◆ **EXERCISE**
Copy out the whole listing below exactly.
******
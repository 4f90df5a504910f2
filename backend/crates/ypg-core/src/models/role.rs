use crate::{CoreError, Result as CoreErrorResult};

use std::panic::Location;
use std::str::FromStr;

use error_location::ErrorLocation;
use serde::{Deserialize, Serialize};

/// Role tag of an identity. Fixed at creation.
#[derive(Debug, Clone, Copy, PartialEq, Eq, Hash, Serialize, Deserialize)]
#[serde(rename_all = "snake_case")]
pub enum Role {
    Student,
    Admin,
}

impl Role {
    pub fn as_str(&self) -> &'static str {
        match self {
            Self::Student => "student",
            Self::Admin => "admin",
        }
    }
}

impl FromStr for Role {
    type Err = CoreError;

    #[track_caller]
    fn from_str(s: &str) -> CoreErrorResult<Self> {
        match s {
            "student" => Ok(Self::Student),
            "admin" => Ok(Self::Admin),
            _ => Err(CoreError::InvalidRole {
                value: s.to_string(),
                location: ErrorLocation::from(Location::caller()),
            }),
        }
    }
}

impl std::fmt::Display for Role {
    fn fmt(&self, f: &mut std::fmt::Formatter<'_>) -> std::fmt::Result {
        write!(f, "{}", self.as_str())
    }
}
mod client;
******
◆ **WRITTEN REPLY**
repository 4f90df5a504910f2
filename backend/crates/ypg-core/src/models/role.rs
use crate::{CoreError, Result as CoreErrorResult};

use std::panic::Location;
use std::str::FromStr;

use error_location::ErrorLocation;
use serde::{Deserialize, Serialize};

/// Role tag of an identity. Fixed at creation.
#[derive(Debug, Clone, Copy, PartialEq, Eq, Hash, Serialize, Deserialize)]
#[serde(rename_all = "snake_case")]
pub enum Role {
    Student,
    Admin,
}

impl Role {
    pub fn as_str(&self) -> &'static str {
        match self {
            Self::Student => "student",
            Self::Admin => "admin",
        }
    }
}

impl FromStr for Role {
    type Err = CoreError;

    #[track_caller]
    fn from_str(s: &str) -> CoreErrorResult<Self> {
        match s {
            "student" => Ok(Self::Student),
            "admin" => Ok(Self::Admin),
            _ => Err(CoreError::InvalidRole {
                value: s.to_string(),
                location: ErrorLocation::from(Location::caller()),
            }),
        }
    }
}

impl std::fmt::Display for Role {
    fn fmt(&self, f: &mut std::fmt::Formatter<'_>) -> std::fmt::Result {
        write!(f, "{}", self.as_str())
    }
}
mod client;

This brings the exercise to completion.